Las estrellas: ¿Hay algo más hermoso y desconcertante que las estrellas? Cuando las miro pienso en que muchas veces las cosas que nos preocupan están en nuestra cabeza: nos hacemos unas trampas bárbaras para no disfrutar la vida acá, ahora. De esto, de algún modo, hablé con el mendocino. Un compañero de carrera: largamos juntos. No tengo idea de su nombre, pero hablamos de cómo piensa, lo que quiere, sus sueños. Vimos las estrellas y, cruzando el cielo, una línea de puntos brillantes: los satélites que un millonario sudafricano lanzó al cielo. Por momentos guiaba él, por momentos guiaba yo. Depositábamos la confianza en el otro y si nos perdíamos: retomábamos, corregíamos. Se genera un vínculo muy intenso: en ese momento el compañero era todo. Aunque quizás, seguramente, no lo vuelva a ver. La montaña nos reúne: acá estamos cerca.
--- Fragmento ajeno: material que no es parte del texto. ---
impl<
        'a,
        A: AtatClient,
        T: Timer<TIMER_HZ>,
        const TIMER_HZ: u32,
        const TX_SIZE: usize,
        const RX_SIZE: usize,
        const URC_CAPACITY: usize,
        const QUEUE_DEPTH: usize,
    > Adapter<'a, A, T, TIMER_HZ, TX_SIZE, RX_SIZE, URC_CAPACITY, QUEUE_DEPTH>
{
    /// Opens and returns a new socket using the lowest free link id.
    /// If no socket is available [Error::NoSocketAvailable] is returned.
    pub fn socket(&mut self) -> Result<Socket, Error> {
        self.process_urc_messages();

        let link_id = self.session.get_next_open().ok_or(Error::NoSocketAvailable)?;
        self.session.sockets[link_id] = ConnectionState::Open;
        Ok(Socket::new(link_id))
    }

    /// Opens a socket with the given link id (0-4)
    pub fn socket_with_id(&mut self, link_id: usize) -> Result<Socket, Error> {
        self.process_urc_messages();

        if link_id >= MAX_SOCKETS {
            return Err(Error::InvalidLinkId);
        }

        if !self.session.is_link_closed(link_id) {
            return Err(Error::LinkIdInUse);
        }

        self.session.sockets[link_id] = ConnectionState::Open;
        Ok(Socket::new(link_id))
    }

    /// Opens a new connection to the given IPv4 remote.
    /// Returns [Error::AlreadyConnected] if socket is already connected.
    ///
    /// On failure the socket state is left unchanged.
    pub fn connect(&mut self, socket: &mut Socket, transport: Transport, remote: SocketAddr) -> Result<(), Error> {
        self.process_urc_messages();

        if self.session.is_socket_connected(socket) {
            return Err(Error::AlreadyConnected);
        }

        let remote = match remote {
            SocketAddr::V4(address) => address,
            SocketAddr::V6(_) => return Err(Error::UnsupportedAddress),
        };

        match transport {
            Transport::Tcp => self.send_command(TcpConnectCommand::new(socket.link_id, remote))?,
            Transport::Udp => self.send_command(UdpConnectCommand::new(socket.link_id, remote))?,
        };

        self.session.sockets[socket.link_id] = ConnectionState::Connected;
        socket.remote = Some(SocketAddr::V4(remote));
        self.process_urc_messages();
        Ok(())
    }

    /// Returns true if the socket is currently connected.
    /// Connection aborts by the remote side are also taken into account.
    pub fn is_socket_connected(&mut self, socket: &Socket) -> bool {
        self.process_urc_messages();
        self.session.is_socket_connected(socket)
    }

    /// Sends the given buffer and returns the length (in bytes) sent.
    /// The data is divided into smaller blocks. The block size is determined by the generic constant TX_SIZE.
    pub fn send(&mut self, socket: &Socket, buffer: &[u8]) -> Result<usize, Error> {
        self.process_urc_messages();
        self.session.assert_socket_connected(socket)?;

        for chunk in buffer.chunks(TX_SIZE) {
            self.send_command(TransmissionPrepareCommand::new(socket.link_id, chunk.len()))?;
            self.send_command(TransmissionCommand::<TX_SIZE>::new(chunk)?)?;
        }

        Ok(buffer.len())
    }

    /// Copies the oldest received packet of the socket to the given buffer and returns the copied length.
    /// A packet exceeding the buffer is split, the rest is returned by the following calls.
    ///
    /// Waits for data up to the configured timeout (s. [Adapter::set_timeout_ms]) and returns
    /// [nb::Error::WouldBlock] if still no data is available.
    pub fn receive(&mut self, socket: &Socket, buffer: &mut [u8]) -> nb::Result<usize, Error> {
        if buffer.is_empty() {
            return Ok(0);
        }

        self.process_urc_messages();
        if let Some(length) = self.session.packets.read_into(socket.link_id, buffer) {
            return Ok(length);
        }

        if self.session.is_socket_closing(socket) {
            return Err(nb::Error::Other(Error::ClosingSocket));
        }

        self.timer.start(self.timeout).map_err(|_| nb::Error::Other(Error::TimerError))?;

        loop {
            match self.timer.wait() {
                Ok(_) => return Err(nb::Error::WouldBlock),
                Err(nb::Error::Other(_)) => return Err(nb::Error::Other(Error::TimerError)),
                Err(nb::Error::WouldBlock) => {}
            }

            self.process_urc_messages();
            if let Some(length) = self.session.packets.read_into(socket.link_id, buffer) {
                return Ok(length);
            }
        }
    }

    /// Closes a socket
    ///
    /// If the socket has already been closed by the remote side or is not connected, no command
    /// is sent but only the internal status is set.
    /// In case of an error (which is returned) the socket is internally set to closed so that it is not lost
    /// and can be reused.
    ///
    /// Received but not yet read data of the socket stays buffered.
    pub fn close(&mut self, socket: Socket) -> Result<(), Error> {
        self.process_urc_messages();

        // Socket already closed during restart
        if self.session.is_link_closed(socket.link_id) {
            return Ok(());
        }

        // Socket is not connected yet or was already closed remotely
        if self.session.is_socket_closing(&socket) || self.session.is_socket_open(&socket) {
            self.session.sockets[socket.link_id] = ConnectionState::Closed;
            return Ok(());
        }

        let result = self.send_command(CloseSocketCommand::new(socket.link_id));

        // Setting to Closed even on error. Otherwise socket can not be reused in future, as its consumed.
        self.session.sockets[socket.link_id] = ConnectionState::Closed;

        result?;
        Ok(())
    }

    /// Returns true if received data of the socket is buffered
    pub fn is_readable(&mut self, socket: &Socket) -> bool {
        self.process_urc_messages();
        self.session.packets.has_data(socket.link_id)
    }

    /// Returns true if the socket is connected and the module is not rebooting
    pub fn is_writable(&mut self, socket: &Socket) -> bool {
        self.process_urc_messages();
        self.session.is_socket_writable(socket)
    }

    /// Drops all buffered data of the socket and returns the count of dropped packets
    pub fn discard(&mut self, socket: &Socket) -> usize {
        self.process_urc_messages();
        self.session.packets.discard(socket.link_id)
    }
}

impl<const RX_SIZE: usize, const QUEUE_DEPTH: usize> Session<RX_SIZE, QUEUE_DEPTH> {
    /// Returns the lowest free link id
    pub(crate) fn get_next_open(&self) -> Option<usize> {
        self.sockets.iter().position(|state| *state == ConnectionState::Closed)
    }

    pub(crate) fn is_link_closed(&self, link_id: usize) -> bool {
        self.sockets[link_id] == ConnectionState::Closed
    }

    pub(crate) fn is_socket_open(&self, socket: &Socket) -> bool {
        self.sockets[socket.link_id] == ConnectionState::Open
    }

    pub(crate) fn is_socket_connected(&self, socket: &Socket) -> bool {
        self.sockets[socket.link_id] == ConnectionState::Connected
    }

    pub(crate) fn is_socket_closing(&self, socket: &Socket) -> bool {
        self.sockets[socket.link_id] == ConnectionState::Closing
    }

    pub(crate) fn is_socket_writable(&self, socket: &Socket) -> bool {
        self.is_socket_connected(socket) && self.events.state != ConnectivityState::Rebooting
    }

    /// Asserts that the given socket is connected and returns otherwise the appropriate error
    pub(crate) fn assert_socket_connected(&self, socket: &Socket) -> Result<(), Error> {
        if self.is_socket_closing(socket) {
            return Err(Error::ClosingSocket);
        }

        if !self.is_socket_connected(socket) {
            return Err(Error::SocketUnconnected);
        }

        Ok(())
    }
}
impl<
        'a,
        A: AtatClient,
        T: Timer<TIMER_HZ>,
        const TIMER_HZ: u32,
        const TX_SIZE: usize,
        const RX_SIZE: usize,
        const URC_CAPACITY: usize,
        const QUEUE_DEPTH: usize,
    > Adapter<'a, A, T, TIMER_HZ, TX_SIZE, RX_SIZE, URC_CAPACITY, QUEUE_DEPTH>
{
    /// Creates a new network adapter
    pub fn new(
        client: A,
        urc_subscription: UrcSubscription<'a, URCMessages<RX_SIZE>, URC_CAPACITY, 1>,
        timer: T,
    ) -> Self {
        Self {
            client,
            urc_subscription,
            timer,
            timeout: 5_000.millis(),
            session: Session::default(),
            sink: None,
        }
    }

    /// Restarts the module and enables DHCP
    pub fn startup(&mut self) -> Result<(), CommandError> {
        self.restart()?;
        self.set_dhcp(true)
    }

    /// Restores the factory settings and blocks until the module rebooted
    pub fn reset(&mut self) -> Result<(), CommandError> {
        self.reboot_with(FactoryResetCommand)
    }

    /// Queries the local IPv4 address. Returns None if no address is assigned.
    pub fn get_ip_address(&mut self) -> Result<Option<Ipv4Addr>, AddressErrors> {
        let response = self.send_command(IpConfigCommand)?;
        self.session.local_address.update_ip_config(&response)?;
        Ok(self.session.local_address.ipv4)
    }

    /// Queries the MAC address of the station interface
    pub fn get_mac_address(&mut self) -> Result<String<17>, AddressErrors> {
        let response = self.send_command(MacAddressCommand)?;
        self.session.local_address.update_mac(&response)
    }

    /// Queries the signal strength of the current link in dBm
    pub fn get_rssi(&mut self) -> Result<i8, AddressErrors> {
        let response = self.send_command(LinkStatusCommand)?;
        Ok(self.session.local_address.update_link_status(&response))
    }

    /// Returns true if an IP address is assigned
    pub fn is_connected(&mut self) -> bool {
        matches!(self.get_ip_address(), Ok(Some(_)))
    }

    /// Returns the addresses of the last queries without sending any command
    pub fn local_address(&self) -> &LocalAddress {
        &self.session.local_address
    }

    /// Sets the receiver of network state changes. Replaces any previous receiver.
    pub fn attach(&mut self, sink: &'a dyn EventSink) {
        self.sink = Some(sink);
    }

    /// Removes the receiver of network state changes
    pub fn detach(&mut self) {
        self.sink = None;
    }

    /// Sets the timeout for waiting on received data in ms
    pub fn set_timeout_ms(&mut self, timeout: u32) {
        self.timeout = TimerDurationU32::millis(timeout);
    }

    /// Sets limits of the packet queue for received data
    pub fn set_queue_limits(&mut self, limits: QueueLimits) {
        self.session.packets.set_limits(limits);
    }

    /// Returns the current limits of the packet queue
    pub fn queue_limits(&self) -> QueueLimits {
        self.session.packets.limits()
    }

    /// Number of received data messages which got dropped since creation
    pub fn dropped_packets(&self) -> usize {
        self.session.dropped_packets
    }

    /// Processes all pending messages in the queue
    pub(crate) fn process_urc_messages(&mut self) {
        while let Some(message) = self.urc_subscription.try_next_message_pure() {
            self.session.handle_urc(message, self.sink);
        }
    }

    /// Sends the given reset command and waits for the reboot event
    fn reboot_with<Cmd>(&mut self, command: Cmd) -> Result<(), CommandError>
    where
        Cmd: AtatCmd + CommandErrorHandler<Error = CommandError>,
    {
        self.process_urc_messages();
        let sequence = self.session.events.sequence(EventKind::Reboot);

        self.send_command(command)?;
        self.session.reset_sockets();
        self.session.events.apply(Trigger::RestartRequested, self.sink);

        if let Err(error) = self.wait_for_event(EventKind::Reboot, sequence, RESTART_TIMEOUT_MS.millis()) {
            self.session.events.apply(Trigger::RestartFailed, self.sink);

            return Err(match error {
                EventError::Timeout => CommandError::ReadyTimeout,
                EventError::TimerError => CommandError::TimerError,
            });
        }

        Ok(())
    }

    /// Blocks until the sequence of the given event kind differs from `sequence`
    fn wait_for_event(
        &mut self,
        kind: EventKind,
        sequence: u32,
        timeout: TimerDurationU32<TIMER_HZ>,
    ) -> Result<String<EVENT_TEXT_LEN>, EventError> {
        self.process_urc_messages();
        if self.session.events.sequence(kind) != sequence {
            return Ok(self.session.events.text(kind));
        }

        self.timer.start(timeout).map_err(|_| EventError::TimerError)?;

        loop {
            self.process_urc_messages();

            if self.session.events.sequence(kind) != sequence {
                return Ok(self.session.events.text(kind));
            }

            match self.timer.wait() {
                Ok(_) => return Err(EventError::Timeout),
                Err(nb::Error::Other(_)) => return Err(EventError::TimerError),
                Err(nb::Error::WouldBlock) => {}
            }
        }
    }

    /// Sends a command and maps the error if the command failed
    pub(crate) fn send_command<Cmd: AtatCmd + CommandErrorHandler>(
        &mut self,
        command: Cmd,
    ) -> Result<Cmd::Response, Cmd::Error> {
        self.client.send(&command).map_err(|error| command.command_error(error))
    }
}
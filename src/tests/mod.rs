mod event;
mod wifi;
use core::fmt::Debug;
use core::net::{Ipv4Addr, SocketAddr};
use core::str::FromStr;

use atat::{asynch::AtatClient, AtatCmd, UrcSubscription};
use embassy_futures::select::{select, Either};
use embassy_futures::yield_now;
use embassy_sync::blocking_mutex::raw::CriticalSectionRawMutex;
use embassy_sync::mutex::Mutex;
use embassy_time::{Duration, Timer};
use embedded_nal_async::TcpConnect;
use heapless::String;

use crate::commands::{
    CommandErrorHandler, DhcpCommand, FactoryResetCommand, IpConfigCommand, JoinCommand, LeaveCommand,
    LinkStatusCommand, MacAddressCommand, RebootCommand, TcpConnectCommand, UdpConnectCommand,
};
use crate::event::{ConnectivityState, EventError, EventKind, EventSink, Trigger, EVENT_TEXT_LEN};
use crate::packet::QueueLimits;
use crate::stack::{ConnectionState, Error, Socket, Transport};
use crate::urc::URCMessages;
use crate::wifi::{AddressErrors, CommandError, JoinError, LocalAddress, Session, RESTART_TIMEOUT_MS};

use super::connection::Connection;

pub trait WifiAdapter {
    /// Error when joining a WIFI network
    type JoinError: Debug;

    /// Error when receiving local address information
    type AddressError: Debug;

    /// Errors for configuration commands
    type ConfigurationErrors: Debug;

    /// Errors when restarting the module
    type RestartError: Debug;

    /// Connects to an WIFI access point and returns the connectivity state
    fn join(
        &mut self,
        ssid: &str,
        key: &str,
    ) -> impl core::future::Future<Output = Result<ConnectivityState, Self::JoinError>>;

    /// Disconnects from the current access point
    fn leave(&mut self) -> impl core::future::Future<Output = Result<(), Self::ConfigurationErrors>>;

    /// Returns the current connectivity state
    fn get_join_status(&mut self) -> impl core::future::Future<Output = ConnectivityState>;

    /// Returns local address information
    fn get_address(&mut self) -> impl core::future::Future<Output = Result<LocalAddress, Self::AddressError>>;

    /// Enables/Disables the DHCP client
    fn set_dhcp(&mut self, enabled: bool) -> impl core::future::Future<Output = Result<(), Self::ConfigurationErrors>>;

    /// Restarts the module and waits until ready
    fn restart(&mut self) -> impl core::future::Future<Output = Result<(), Self::RestartError>>;

    /// Waits until the given event is reported by the module and returns the event text.
    /// Events already observed before this call are not taken into account.
    fn handle_event(
        &mut self,
        kind: EventKind,
        timeout: Duration,
    ) -> impl core::future::Future<Output = Result<String<EVENT_TEXT_LEN>, EventError>>;
}

pub struct InnerAdapter<
    'urc_sub,
    A: AtatClient,
    const TX_SIZE: usize,
    const RX_SIZE: usize,
    const URC_CAPACITY: usize,
    const QUEUE_DEPTH: usize,
> {
    /// ATAT client
    pub(crate) client: A,

    /// URC message subscriber
    pub(crate) urc_subscription: UrcSubscription<'urc_sub, URCMessages<RX_SIZE>, URC_CAPACITY, 1>,

    /// Network state
    pub(crate) session: Session<RX_SIZE, QUEUE_DEPTH>,

    /// Max. time for waiting on received data
    pub(crate) timeout: Duration,

    /// Receiver of state changes
    pub(crate) sink: Option<&'urc_sub dyn EventSink>,
}

impl<
        'urc_sub,
        A: AtatClient,
        const TX_SIZE: usize,
        const RX_SIZE: usize,
        const URC_CAPACITY: usize,
        const QUEUE_DEPTH: usize,
    > InnerAdapter<'urc_sub, A, TX_SIZE, RX_SIZE, URC_CAPACITY, QUEUE_DEPTH>
{
    pub fn new(
        client: A,
        urc_subscription: UrcSubscription<'urc_sub, URCMessages<RX_SIZE>, URC_CAPACITY, 1>,
        timeout: Duration,
    ) -> Self {
        Self {
            client,
            urc_subscription,
            session: Session::default(),
            timeout,
            sink: None,
        }
    }

    pub(crate) fn process_urc_messages(&mut self) {
        while let Some(message) = self.urc_subscription.try_next_message_pure() {
            self.session.handle_urc(message, self.sink);
        }
    }

    async fn connect_access_point(&mut self, ssid: &str, key: &str) -> Result<(), JoinError> {
        if ssid.len() > 32 {
            return Err(JoinError::InvalidSSDLength);
        }

        if key.len() > 63 {
            return Err(JoinError::InvalidPasswordLength);
        }

        let ssid = String::from_str(ssid).map_err(|_| JoinError::InvalidSSDLength)?;
        let key = String::from_str(key).map_err(|_| JoinError::InvalidPasswordLength)?;

        self.process_urc_messages();
        if let Err(error) = self.send_command(JoinCommand::new(ssid, key)).await {
            self.session.events.apply(Trigger::JoinRejected, self.sink);
            return Err(error);
        }

        self.session.events.apply(Trigger::JoinAccepted, self.sink);
        Ok(())
    }

    async fn get_ip_address(&mut self) -> Result<Option<Ipv4Addr>, AddressErrors> {
        let response = self.send_command(IpConfigCommand).await?;
        self.session.local_address.update_ip_config(&response)?;
        Ok(self.session.local_address.ipv4)
    }

    async fn get_mac_address(&mut self) -> Result<String<17>, AddressErrors> {
        let response = self.send_command(MacAddressCommand).await?;
        self.session.local_address.update_mac(&response)
    }

    pub(crate) async fn send_command<Cmd: AtatCmd + CommandErrorHandler>(
        &mut self,
        command: Cmd,
    ) -> Result<Cmd::Response, Cmd::Error> {
        self.client.send(&command).await.map_err(|e| command.command_error(e))
    }

    /// Assigns a free link_id. Returns an error in case no more free sockets are available
    fn open_socket(&mut self) -> Result<Socket, Error> {
        if let Some(link_id) = self.session.get_next_open() {
            self.session.sockets[link_id] = ConnectionState::Open;
            return Ok(Socket::new(link_id));
        }

        Err(Error::NoSocketAvailable)
    }
}

pub struct Adapter<
    'urc_sub,
    A: AtatClient,
    const TX_SIZE: usize,
    const RX_SIZE: usize,
    const URC_CAPACITY: usize,
    const QUEUE_DEPTH: usize,
> {
    inner: Mutex<CriticalSectionRawMutex, InnerAdapter<'urc_sub, A, TX_SIZE, RX_SIZE, URC_CAPACITY, QUEUE_DEPTH>>,
}

impl<
        'urc_sub,
        A: AtatClient,
        const TX_SIZE: usize,
        const RX_SIZE: usize,
        const URC_CAPACITY: usize,
        const QUEUE_DEPTH: usize,
    > TcpConnect for Adapter<'urc_sub, A, TX_SIZE, RX_SIZE, URC_CAPACITY, QUEUE_DEPTH>
{
    type Error = Error;

    type Connection<'a>
        = Connection<'a, 'urc_sub, A, TX_SIZE, RX_SIZE, URC_CAPACITY, QUEUE_DEPTH>
    where
        Self: 'a;

    /// Opens a new TCP connection to the given IPv4 remote
    async fn connect<'a>(&'a self, remote: SocketAddr) -> Result<Self::Connection<'a>, Self::Error> {
        Adapter::connect(self, Transport::Tcp, remote).await
    }
}

impl<
        A: AtatClient,
        const TX_SIZE: usize,
        const RX_SIZE: usize,
        const URC_CAPACITY: usize,
        const QUEUE_DEPTH: usize,
    > WifiAdapter for Adapter<'_, A, TX_SIZE, RX_SIZE, URC_CAPACITY, QUEUE_DEPTH>
{
    type JoinError = JoinError;
    type AddressError = AddressErrors;
    type ConfigurationErrors = CommandError;
    type RestartError = CommandError;

    async fn join(&mut self, ssid: &str, key: &str) -> Result<ConnectivityState, JoinError> {
        let mut inner = self.inner.lock().await;
        inner.connect_access_point(ssid, key).await?;
        inner.process_urc_messages();

        Ok(inner.session.events.state)
    }

    async fn leave(&mut self) -> Result<(), CommandError> {
        let mut inner = self.inner.lock().await;
        inner.send_command(LeaveCommand).await?;

        let sink = inner.sink;
        inner.session.events.apply(Trigger::LeaveAccepted, sink);
        inner.process_urc_messages();
        Ok(())
    }

    async fn get_join_status(&mut self) -> ConnectivityState {
        let mut inner = self.inner.lock().await;
        inner.process_urc_messages();
        inner.session.events.state
    }

    async fn get_address(&mut self) -> Result<LocalAddress, AddressErrors> {
        let mut inner = self.inner.lock().await;
        inner.get_ip_address().await?;
        inner.get_mac_address().await?;

        Ok(inner.session.local_address.clone())
    }

    async fn set_dhcp(&mut self, enabled: bool) -> Result<(), CommandError> {
        self.inner.lock().await.send_command(DhcpCommand::new(enabled)).await?;
        Ok(())
    }

    async fn restart(&mut self) -> Result<(), CommandError> {
        self.reboot_with(RebootCommand).await
    }

    async fn handle_event(&mut self, kind: EventKind, timeout: Duration) -> Result<String<EVENT_TEXT_LEN>, EventError> {
        let sequence = self.inner.lock().await.session.events.sequence(kind);
        self.wait_for_event(kind, sequence, timeout).await
    }
}

impl<
        'urc_sub,
        A: AtatClient,
        const TX_SIZE: usize,
        const RX_SIZE: usize,
        const URC_CAPACITY: usize,
        const QUEUE_DEPTH: usize,
    > Adapter<'urc_sub, A, TX_SIZE, RX_SIZE, URC_CAPACITY, QUEUE_DEPTH>
{
    pub fn new(
        client: A,
        urc_subscription: UrcSubscription<'urc_sub, URCMessages<RX_SIZE>, URC_CAPACITY, 1>,
        timeout: Duration,
    ) -> Self {
        Self {
            inner: Mutex::new(InnerAdapter::new(client, urc_subscription, timeout)),
        }
    }

    /// Opens a new connection to the given IPv4 remote using the lowest free link id
    pub async fn connect(
        &self,
        transport: Transport,
        remote: SocketAddr,
    ) -> Result<Connection<'_, 'urc_sub, A, TX_SIZE, RX_SIZE, URC_CAPACITY, QUEUE_DEPTH>, Error> {
        let remote = match remote {
            SocketAddr::V4(address) => address,
            SocketAddr::V6(_) => return Err(Error::UnsupportedAddress),
        };

        let mut inner = self.inner.lock().await;
        inner.process_urc_messages();
        let mut socket = inner.open_socket()?;

        let result = match transport {
            Transport::Tcp => inner.send_command(TcpConnectCommand::new(socket.link_id, remote)).await,
            Transport::Udp => inner.send_command(UdpConnectCommand::new(socket.link_id, remote)).await,
        };

        if let Err(error) = result {
            inner.session.sockets[socket.link_id] = ConnectionState::Closed;
            return Err(error);
        }

        inner.session.sockets[socket.link_id] = ConnectionState::Connected;
        socket.remote = Some(SocketAddr::V4(remote));
        Ok(Connection {
            socket,
            inner: &self.inner,
        })
    }

    /// Restarts the module and enables DHCP
    pub async fn startup(&mut self) -> Result<(), CommandError> {
        self.restart().await?;
        self.set_dhcp(true).await
    }

    /// Restores the factory settings and waits until the module rebooted
    pub async fn reset(&mut self) -> Result<(), CommandError> {
        self.reboot_with(FactoryResetCommand).await
    }

    /// Queries the local IPv4 address. Returns None if no address is assigned.
    pub async fn get_ip_address(&self) -> Result<Option<Ipv4Addr>, AddressErrors> {
        self.inner.lock().await.get_ip_address().await
    }

    /// Queries the MAC address of the station interface
    pub async fn get_mac_address(&self) -> Result<String<17>, AddressErrors> {
        self.inner.lock().await.get_mac_address().await
    }

    /// Queries the signal strength of the current link in dBm
    pub async fn get_rssi(&self) -> Result<i8, AddressErrors> {
        let mut inner = self.inner.lock().await;
        let response = inner.send_command(LinkStatusCommand).await?;
        Ok(inner.session.local_address.update_link_status(&response))
    }

    /// Returns true if an IP address is assigned
    pub async fn is_connected(&self) -> bool {
        matches!(self.get_ip_address().await, Ok(Some(_)))
    }

    /// Sets the receiver of network state changes. Replaces any previous receiver.
    pub async fn attach(&self, sink: &'urc_sub dyn EventSink) {
        self.inner.lock().await.sink = Some(sink);
    }

    /// Removes the receiver of network state changes
    pub async fn detach(&self) {
        self.inner.lock().await.sink = None;
    }

    /// Sets the timeout for waiting on received data
    pub async fn set_timeout(&self, timeout: Duration) {
        self.inner.lock().await.timeout = timeout;
    }

    /// Sets limits of the packet queue for received data
    pub async fn set_queue_limits(&self, limits: QueueLimits) {
        self.inner.lock().await.session.packets.set_limits(limits);
    }

    /// Returns the current limits of the packet queue
    pub async fn queue_limits(&self) -> QueueLimits {
        self.inner.lock().await.session.packets.limits()
    }

    /// Number of received data messages which got dropped since creation
    pub async fn dropped_packets(&self) -> usize {
        self.inner.lock().await.session.dropped_packets
    }

    /// Sends the given reset command and waits for the reboot event
    async fn reboot_with<Cmd>(&self, command: Cmd) -> Result<(), CommandError>
    where
        Cmd: AtatCmd + CommandErrorHandler<Error = CommandError>,
    {
        let sequence = {
            let mut inner = self.inner.lock().await;
            inner.process_urc_messages();
            let sequence = inner.session.events.sequence(EventKind::Reboot);

            inner.send_command(command).await?;
            inner.session.reset_sockets();

            let sink = inner.sink;
            inner.session.events.apply(Trigger::RestartRequested, sink);
            sequence
        };

        let timeout = Duration::from_millis(RESTART_TIMEOUT_MS as u64);
        if self.wait_for_event(EventKind::Reboot, sequence, timeout).await.is_err() {
            let mut inner = self.inner.lock().await;
            let sink = inner.sink;
            inner.session.events.apply(Trigger::RestartFailed, sink);

            return Err(CommandError::ReadyTimeout);
        }

        Ok(())
    }

    /// Waits until the sequence of the given event kind differs from `sequence`.
    /// The lock is released between polls, so connections may be used in the meantime.
    async fn wait_for_event(
        &self,
        kind: EventKind,
        sequence: u32,
        timeout: Duration,
    ) -> Result<String<EVENT_TEXT_LEN>, EventError> {
        let task = async {
            loop {
                {
                    let mut inner = self.inner.lock().await;
                    inner.process_urc_messages();

                    if inner.session.events.sequence(kind) != sequence {
                        return inner.session.events.text(kind);
                    }
                }

                yield_now().await;
            }
        };

        match select(Timer::after(timeout), task).await {
            Either::First(_) => Err(EventError::Timeout),
            Either::Second(text) => Ok(text),
        }
    }
}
Se sienten, en el cuerpo los kilómetros se sienten, pero ya no me pregunto por qué estoy acá: sigo. Me concentro en las ganas de llegar. Los que comparten el hostel conmigo corren distancias más cortas, ya deben haber llegado: se deben haber bañado, el agua tibia sobre la piel. Ya deben haber comido. ¿Estarán pensando en mí? Los pienso. Me piensan. Y sigo.
La vida es un regalo que hay que aprovechar. Hasta que no te pegan una cachetada, no te das cuenta de que se acaba. ¿Cuánto más? 20 años. 25 más. Ojalá viva 100, no sé. Tuve una enfermedad que me hizo tomar conciencia, pero se le acaba a cualquiera. Sin edad, sin nada. No avisa. Y yo me he preguntado: ¿Por qué a mí? Pero nos puede tocar a todos. No somos conscientes. Si lo fuéramos, es cierto, no podríamos vivir el día a día: estaríamos aterrados.
Tenés que querer luchar. Siempre tenés que luchar. Demostrarte que podés. Ser agradecido. Ese esfuerzo que estás haciendo es una ofrenda a lo que el universo te dio. No soy creyente de una religión, pero sé que esta vida es un regalo del universo. Nos la prestan 70 o 75 años. Tendríamos que tratar de hacer algo digno durante el período que estamos. Venimos sin nada, nos vamos sin nada y, a veces, luchamos por algo absurdo en el medio. A vivirla con honor. Lo único que nos va a quedar es hacer las cosas que nos gustan. Ni siquiera sé si de todos esos recuerdos algo va a quedar. Si pasarán por nuestra mente un segundo antes de que nos vayamos: por si acaso, hay que disfrutarlos en el momento. Por eso, más allá de los dolores y el cansancio, para mí llegar, cruzar el arco, es un momento único. El momento en el que puedo gritar: lo logré. Un momento en el que puedo sentir que estoy vivo.